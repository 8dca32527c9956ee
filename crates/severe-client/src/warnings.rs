// Copyright 2025 Chris Custine
//
// Licensed under the Apache License, Version 2.0 (the "License");
// you may not use this file except in compliance with the License.
// You may obtain a copy of the License at
//
//     http://www.apache.org/licenses/LICENSE-2.0
//
// Unless required by applicable law or agreed to in writing, software
// distributed under the License is distributed on an "AS IS" BASIS,
// WITHOUT WARRANTIES OR CONDITIONS OF ANY KIND, either express or implied.
// See the License for the specific language governing permissions and
// limitations under the License.

//! Year-to-date national warning counts from the Iowa Environmental Mesonet.
//!
//! Tornado warnings are counted from the VTEC archive CSV as unique events;
//! severe thunderstorm warnings come from the Cow verification summary.
//! Both are unofficial tallies.

use std::collections::HashSet;

use chrono::{DateTime, Utc};
use log::debug;
use serde_json::Value;
use thiserror::Error;

use crate::fetch::{Fetch, UpstreamError};

/// IEM watch/warning archive export.
pub const IEM_WATCHWARN_URL: &str = "https://mesonet.agron.iastate.edu/cgi-bin/request/gis/watchwarn.py";

/// IEM Cow storm-based warning verification API.
pub const IEM_COW_URL: &str = "https://mesonet.agron.iastate.edu/api/1/cow.json";

const WFO_COLUMNS: &[&str] = &["wfo", "office", "wfo_id"];
const ETN_COLUMNS: &[&str] = &["etn", "eventid", "event_id"];
const PHENOMENA_COLUMNS: &[&str] = &["phenomena", "phen"];
const SIGNIFICANCE_COLUMNS: &[&str] = &["significance", "sig"];
const YEAR_COLUMNS: &[&str] = &["year"];

/// Errors raised while counting warnings.
#[derive(Debug, Error)]
pub enum CountError {
    #[error(transparent)]
    Upstream(#[from] UpstreamError),

    #[error("malformed CSV: {0}")]
    Csv(#[from] csv::Error),

    #[error("unexpected response schema: {0}")]
    Schema(String),
}

/// Index of the first header matching one of `aliases`, ignoring case.
fn find_column(headers: &csv::StringRecord, aliases: &[&str]) -> Option<usize> {
    aliases.iter().find_map(|alias| {
        headers
            .iter()
            .position(|header| header.trim().eq_ignore_ascii_case(alias))
    })
}

/// Count distinct warning events in a watchwarn CSV export.
///
/// An event is identified by office and event tracking number, plus year,
/// phenomena and significance when those columns exist.
pub fn count_unique_events(csv_text: &str) -> Result<usize, CountError> {
    let mut reader = csv::ReaderBuilder::new()
        .flexible(true)
        .from_reader(csv_text.as_bytes());

    let headers = reader.headers()?.clone();
    let wfo = find_column(&headers, WFO_COLUMNS);
    let etn = find_column(&headers, ETN_COLUMNS);
    let (Some(wfo), Some(etn)) = (wfo, etn) else {
        let columns: Vec<&str> = headers.iter().collect();
        return Err(CountError::Schema(format!("missing WFO/ETN columns in {columns:?}")));
    };

    let mut key_columns = vec![wfo, etn];
    key_columns.extend(
        [YEAR_COLUMNS, PHENOMENA_COLUMNS, SIGNIFICANCE_COLUMNS]
            .iter()
            .filter_map(|aliases| find_column(&headers, aliases)),
    );

    let mut events: HashSet<Vec<String>> = HashSet::new();
    for record in reader.records() {
        let record = record?;
        let key = key_columns
            .iter()
            .map(|&col| record.get(col).unwrap_or_default().trim().to_string())
            .collect();
        events.insert(key);
    }

    Ok(events.len())
}

/// Tornado warning events issued nationally in `year`.
pub fn fetch_tor_warning_count_ytd<F: Fetch>(fetcher: &F, year: i32) -> Result<usize, CountError> {
    let sts = format!("{year}-01-01T00:00Z");
    let ets = format!("{}-01-01T00:00Z", year + 1);
    let query = [
        ("accept", "csv"),
        ("sts", sts.as_str()),
        ("ets", ets.as_str()),
        ("limitps", "yes"),
        ("phenomena", "TO"),
        ("significance", "W"),
    ];

    let body = fetcher.get_text(IEM_WATCHWARN_URL, &query)?;
    let count = count_unique_events(&body)?;
    debug!("{} tornado warnings so far in {}", count, year);
    Ok(count)
}

#[allow(clippy::cast_possible_truncation, clippy::cast_sign_loss, reason = "checked finite and non-negative")]
fn whole_count(value: f64) -> Option<u64> {
    (value.is_finite() && value >= 0.0).then(|| value.trunc() as u64)
}

/// `stats.events_total` of a Cow response.
pub fn cow_events_total(doc: &Value) -> Result<u64, CountError> {
    let total = doc
        .get("stats")
        .and_then(|stats| stats.get("events_total"))
        .ok_or_else(|| CountError::Schema("missing stats.events_total".to_string()))?;

    total
        .as_u64()
        .or_else(|| total.as_f64().and_then(whole_count))
        .ok_or_else(|| CountError::Schema(format!("stats.events_total is not a count: {total}")))
}

/// Severe thunderstorm warnings issued nationally from the start of `year` until `now`.
pub fn fetch_svr_warning_count_ytd<F: Fetch>(
    fetcher: &F,
    year: i32,
    now: DateTime<Utc>,
) -> Result<u64, CountError> {
    let begin = format!("{year}-01-01T00:00Z");
    let end = now.format("%Y-%m-%dT%H:%MZ").to_string();
    let query = [
        ("phenomena", "SV"),
        ("begints", begin.as_str()),
        ("endts", end.as_str()),
    ];

    let doc = fetcher.get_json(IEM_COW_URL, &query)?;
    let total = cow_events_total(&doc)?;
    debug!("{} severe thunderstorm warnings so far in {}", total, year);
    Ok(total)
}
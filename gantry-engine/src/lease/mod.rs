//! Ephemeral resource leases.
//!
//! A lease scope is acquired when its first bound job becomes ready and is
//! released once every bound job is terminal. The scheduler drives the
//! [`LeaseManager`] state machine; provider calls run as tasks.

pub mod command;
pub mod manager;

pub use command::CommandProvider;
pub use manager::{LeaseCall, LeaseEvent, LeaseManager};

use crate::definition::ResourceScopeSpec;

use serde::Serialize;
use std::fmt;
use thiserror::Error;

/// Opaque handle returned by a provider for one acquired resource
#[derive(Debug, Clone, PartialEq, Eq, Serialize)]
pub struct LeaseHandle {
    pub scope: String,
    pub id: String,
}

#[derive(Debug, Error)]
pub enum LeaseError {
    #[error("{0}")]
    Provider(String),

    #[error("provider command failed to start: {0}")]
    Spawn(#[from] std::io::Error),

    #[error("shell '{0}' not found on PATH")]
    ShellNotFound(String),
}

/// External collaborator that provisions and decommissions resources.
///
/// Both calls may be retried once by the caller.
#[async_trait::async_trait]
pub trait ResourceProvider: Send + Sync {
    async fn acquire(&self, scope: &ResourceScopeSpec) -> Result<LeaseHandle, LeaseError>;

    async fn release(&self, handle: &LeaseHandle) -> Result<(), LeaseError>;
}

#[derive(Debug, Clone, Copy, PartialEq, Eq, Serialize)]
#[serde(rename_all = "camelCase")]
pub enum LeaseState {
    Unacquired,
    Acquiring,
    Active,
    Releasing,
    Released,
    AcquireFailed,
    ReleaseFailed,
}

impl LeaseState {
    pub fn is_terminal(self) -> bool {
        matches!(
            self,
            LeaseState::Released | LeaseState::AcquireFailed | LeaseState::ReleaseFailed
        )
    }
}

impl fmt::Display for LeaseState {
    fn fmt(&self, f: &mut fmt::Formatter<'_>) -> fmt::Result {
        fmt::Debug::fmt(self, f)
    }
}
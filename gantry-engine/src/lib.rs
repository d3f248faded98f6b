// Gantry Engine Library
// Orchestration engine for declarative job graphs

pub mod cache;
pub mod condition;
pub mod config;
pub mod definition;
pub mod error;
pub mod execution;
pub mod lease;
pub mod runners;

#[cfg(test)]
mod test_support;

// Re-export commonly used types
pub use config::{CacheBackendKind, EngineConfig};
pub use error::{DefinitionError, EngineError, EngineResult, PlanError, PlanErrorKind};

// Re-export definition types
pub use definition::{DefinitionParser, JobTemplate, PipelineDefinition, ResourceScopeSpec, Value};

// Re-export condition types
pub use condition::{Condition, EvalError, StatusSnapshot};

// Re-export cache types
pub use cache::{CacheBackend, CacheError, CacheResolver, FileSystemCache, JsonArchiver, MemoryCache};

// Re-export lease types
pub use lease::{CommandProvider, LeaseError, LeaseHandle, LeaseState, ResourceProvider};

// Re-export execution types
pub use execution::{
    progress_channel, CancellationSignal, ExecutionEvent, ExecutionPlan, FailureCause, InstanceId,
    JobRecord, JobStatus, JsonLinesSink, MatrixExpander, Orchestrator, PlanBuilder, ProgressReceiver,
    ProgressSender, RecordSink, RunOutcome, RunReport, RunWarning,
};

// Re-export runner types
pub use runners::{ActionRegistry, ActionResult, ShellAction, StepAction, StepContext};
// In-memory cache backend

use crate::cache::{select_most_recent, CacheBackend, CacheEntry, CacheError, CachedBlob, WriteClock};

use chrono::{DateTime, Utc};
use parking_lot::RwLock;
use std::collections::BTreeMap;

/// Process-local backend; write timestamps are strictly increasing
#[derive(Default)]
pub struct MemoryCache {
    entries: RwLock<BTreeMap<String, CachedBlob>>,
    clock: WriteClock,
}

impl MemoryCache {
    pub fn new() -> Self {
        Self::default()
    }

    /// Insert with an explicit timestamp, leaving existing keys untouched
    pub fn insert_at(&self, key: &str, bytes: Vec<u8>, written_at: DateTime<Utc>) {
        let mut entries = self.entries.write();
        entries.entry(key.to_string()).or_insert_with(|| CachedBlob {
            entry: CacheEntry {
                key: key.to_string(),
                written_at,
                size: bytes.len() as u64,
            },
            bytes,
        });
    }

    pub fn keys(&self) -> Vec<String> {
        self.entries.read().keys().cloned().collect()
    }
}

#[async_trait::async_trait]
impl CacheBackend for MemoryCache {
    async fn fetch(&self, key: &str) -> Result<Option<CachedBlob>, CacheError> {
        Ok(self.entries.read().get(key).cloned())
    }

    async fn fetch_by_prefix(&self, prefix: &str) -> Result<Option<CachedBlob>, CacheError> {
        let entries = self.entries.read();
        let best = select_most_recent(entries.values().map(|b| &b.entry), prefix);
        Ok(best.and_then(|e| entries.get(&e.key).cloned()))
    }

    async fn store(&self, key: &str, bytes: Vec<u8>) -> Result<(), CacheError> {
        let written_at = self.clock.next();
        self.insert_at(key, bytes, written_at);
        Ok(())
    }

    async fn contains(&self, key: &str) -> Result<bool, CacheError> {
        Ok(self.entries.read().contains_key(key))
    }
}
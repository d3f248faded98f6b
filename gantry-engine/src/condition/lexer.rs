// Condition Lexer
// Splits predicate source into tokens with their byte offsets

use std::fmt;

#[derive(Debug, Clone, PartialEq)]
pub enum Token {
    Null,
    True,
    False,
    Number(f64),
    Str(String),
    /// Names may contain '-' so job and step ids like `build-linux` read naturally
    Ident(String),
    Dot,
    Comma,
    LParen,
    RParen,
    LBracket,
    RBracket,
    Not,
    And,
    Or,
    Eq,
    Ne,
    Lt,
    Le,
    Gt,
    Ge,
    Eof,
}

impl fmt::Display for Token {
    fn fmt(&self, f: &mut fmt::Formatter<'_>) -> fmt::Result {
        let text = match self {
            Token::Null => "null",
            Token::True => "true",
            Token::False => "false",
            Token::Number(n) => return write!(f, "{}", n),
            Token::Str(s) => return write!(f, "'{}'", s),
            Token::Ident(name) => return f.write_str(name),
            Token::Dot => ".",
            Token::Comma => ",",
            Token::LParen => "(",
            Token::RParen => ")",
            Token::LBracket => "[",
            Token::RBracket => "]",
            Token::Not => "!",
            Token::And => "&&",
            Token::Or => "||",
            Token::Eq => "==",
            Token::Ne => "!=",
            Token::Lt => "<",
            Token::Le => "<=",
            Token::Gt => ">",
            Token::Ge => ">=",
            Token::Eof => "end of input",
        };
        f.write_str(text)
    }
}

/// A token and the byte offset where it starts
#[derive(Debug, Clone, PartialEq)]
pub struct Spanned {
    pub token: Token,
    pub offset: usize,
}

#[derive(Debug, Clone, PartialEq)]
pub struct LexError {
    pub message: String,
    pub position: usize,
}

impl fmt::Display for LexError {
    fn fmt(&self, f: &mut fmt::Formatter<'_>) -> fmt::Result {
        write!(f, "{} at offset {}", self.message, self.position)
    }
}

impl std::error::Error for LexError {}

pub struct Lexer<'a> {
    src: &'a str,
    pos: usize,
}

impl<'a> Lexer<'a> {
    pub fn new(src: &'a str) -> Self {
        Self { src, pos: 0 }
    }

    /// Tokenize the whole input; the result always ends with `Eof`
    pub fn tokenize(mut self) -> Result<Vec<Spanned>, LexError> {
        let mut out = Vec::new();
        loop {
            let spanned = self.next_token()?;
            let done = spanned.token == Token::Eof;
            out.push(spanned);
            if done {
                return Ok(out);
            }
        }
    }

    fn next_token(&mut self) -> Result<Spanned, LexError> {
        self.skip_whitespace();
        let offset = self.pos;
        let Some(ch) = self.peek() else {
            return Ok(Spanned {
                token: Token::Eof,
                offset,
            });
        };

        let token = match ch {
            '.' => self.single(Token::Dot),
            ',' => self.single(Token::Comma),
            '(' => self.single(Token::LParen),
            ')' => self.single(Token::RParen),
            '[' => self.single(Token::LBracket),
            ']' => self.single(Token::RBracket),
            '!' => self.pair('=', Token::Ne, Some(Token::Not))?,
            '<' => self.pair('=', Token::Le, Some(Token::Lt))?,
            '>' => self.pair('=', Token::Ge, Some(Token::Gt))?,
            '=' => self.pair('=', Token::Eq, None)?,
            '&' => self.pair('&', Token::And, None)?,
            '|' => self.pair('|', Token::Or, None)?,
            '\'' => self.string()?,
            c if c.is_ascii_digit() => self.number()?,
            c if c.is_alphabetic() || c == '_' => self.ident(),
            other => {
                return Err(LexError {
                    message: format!("unexpected character '{}'", other),
                    position: offset,
                })
            }
        };

        Ok(Spanned { token, offset })
    }

    fn peek(&self) -> Option<char> {
        self.src[self.pos..].chars().next()
    }

    fn bump(&mut self) -> Option<char> {
        let ch = self.peek()?;
        self.pos += ch.len_utf8();
        Some(ch)
    }

    fn skip_whitespace(&mut self) {
        while self.peek().is_some_and(char::is_whitespace) {
            self.bump();
        }
    }

    fn single(&mut self, token: Token) -> Token {
        self.bump();
        token
    }

    /// One- or two-character operator; `alone` is None when the first char
    /// is only valid as part of the pair
    fn pair(&mut self, second: char, both: Token, alone: Option<Token>) -> Result<Token, LexError> {
        let start = self.pos;
        let first = self.bump();
        if self.peek() == Some(second) {
            self.bump();
            return Ok(both);
        }
        alone.ok_or_else(|| LexError {
            message: format!(
                "expected '{}{}'",
                first.unwrap_or_default(),
                second
            ),
            position: start,
        })
    }

    fn string(&mut self) -> Result<Token, LexError> {
        let start = self.pos;
        self.bump();
        let mut value = String::new();
        loop {
            match self.bump() {
                Some('\'') if self.peek() == Some('\'') => {
                    self.bump();
                    value.push('\'');
                }
                Some('\'') => return Ok(Token::Str(value)),
                Some(c) => value.push(c),
                None => {
                    return Err(LexError {
                        message: "unterminated string literal".to_string(),
                        position: start,
                    })
                }
            }
        }
    }

    fn number(&mut self) -> Result<Token, LexError> {
        let start = self.pos;
        while self.peek().is_some_and(|c| c.is_ascii_digit()) {
            self.bump();
        }
        // A '.' only continues the number when a digit follows it
        let rest = &self.src[self.pos..];
        if rest.starts_with('.') && rest[1..].starts_with(|c: char| c.is_ascii_digit()) {
            self.bump();
            while self.peek().is_some_and(|c| c.is_ascii_digit()) {
                self.bump();
            }
        }
        let text = &self.src[start..self.pos];
        text.parse::<f64>()
            .map(Token::Number)
            .map_err(|_| LexError {
                message: format!("invalid number '{}'", text),
                position: start,
            })
    }

    fn ident(&mut self) -> Token {
        let start = self.pos;
        while self
            .peek()
            .is_some_and(|c| c.is_alphanumeric() || c == '_' || c == '-')
        {
            self.bump();
        }
        match &self.src[start..self.pos] {
            "null" => Token::Null,
            "true" => Token::True,
            "false" => Token::False,
            name => Token::Ident(name.to_string()),
        }
    }
}

#[cfg(test)]
mod tests {
    use super::*;

    fn tokens(src: &str) -> Vec<Token> {
        Lexer::new(src)
            .tokenize()
            .unwrap()
            .into_iter()
            .map(|s| s.token)
            .collect()
    }

    #[test]
    fn test_status_call() {
        assert_eq!(
            tokens("success()"),
            vec![
                Token::Ident("success".into()),
                Token::LParen,
                Token::RParen,
                Token::Eof
            ]
        );
    }

    #[test]
    fn test_hyphenated_reference() {
        assert_eq!(
            tokens("needs.build-linux.result"),
            vec![
                Token::Ident("needs".into()),
                Token::Dot,
                Token::Ident("build-linux".into()),
                Token::Dot,
                Token::Ident("result".into()),
                Token::Eof
            ]
        );
    }

    #[test]
    fn test_operators_and_literals() {
        assert_eq!(
            tokens("!a && b.c != 'it''s' || 1.5 >= 2"),
            vec![
                Token::Not,
                Token::Ident("a".into()),
                Token::And,
                Token::Ident("b".into()),
                Token::Dot,
                Token::Ident("c".into()),
                Token::Ne,
                Token::Str("it's".into()),
                Token::Or,
                Token::Number(1.5),
                Token::Ge,
                Token::Number(2.0),
                Token::Eof
            ]
        );
    }

    #[test]
    fn test_offsets() {
        let spanned = Lexer::new("a  == b").tokenize().unwrap();
        assert_eq!(spanned[1].offset, 3);
        assert_eq!(spanned[2].offset, 6);
    }

    #[test]
    fn test_errors() {
        assert!(Lexer::new("'open").tokenize().is_err());
        assert!(Lexer::new("a = b").tokenize().is_err());
        assert!(Lexer::new("a & b").tokenize().is_err());
        assert!(Lexer::new("a + b").tokenize().is_err());
    }
}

--- TASK BRIEF ---
Transcribe the records above from the line holding "pub trait ResourceProvider: Send" down to the line holding "filename gantry-engine/src/lib.rs", inclusive, without adding anything.

--- WRITTEN SOLUTION ---
pub trait ResourceProvider: Send + Sync {
    async fn acquire(&self, scope: &ResourceScopeSpec) -> Result<LeaseHandle, LeaseError>;

    async fn release(&self, handle: &LeaseHandle) -> Result<(), LeaseError>;
}

#[derive(Debug, Clone, Copy, PartialEq, Eq, Serialize)]
#[serde(rename_all = "camelCase")]
pub enum LeaseState {
    Unacquired,
    Acquiring,
    Active,
    Releasing,
    Released,
    AcquireFailed,
    ReleaseFailed,
}

impl LeaseState {
    pub fn is_terminal(self) -> bool {
        matches!(
            self,
            LeaseState::Released | LeaseState::AcquireFailed | LeaseState::ReleaseFailed
        )
    }
}

impl fmt::Display for LeaseState {
    fn fmt(&self, f: &mut fmt::Formatter<'_>) -> fmt::Result {
        fmt::Debug::fmt(self, f)
    }
}
filename gantry-engine/src/lib.rs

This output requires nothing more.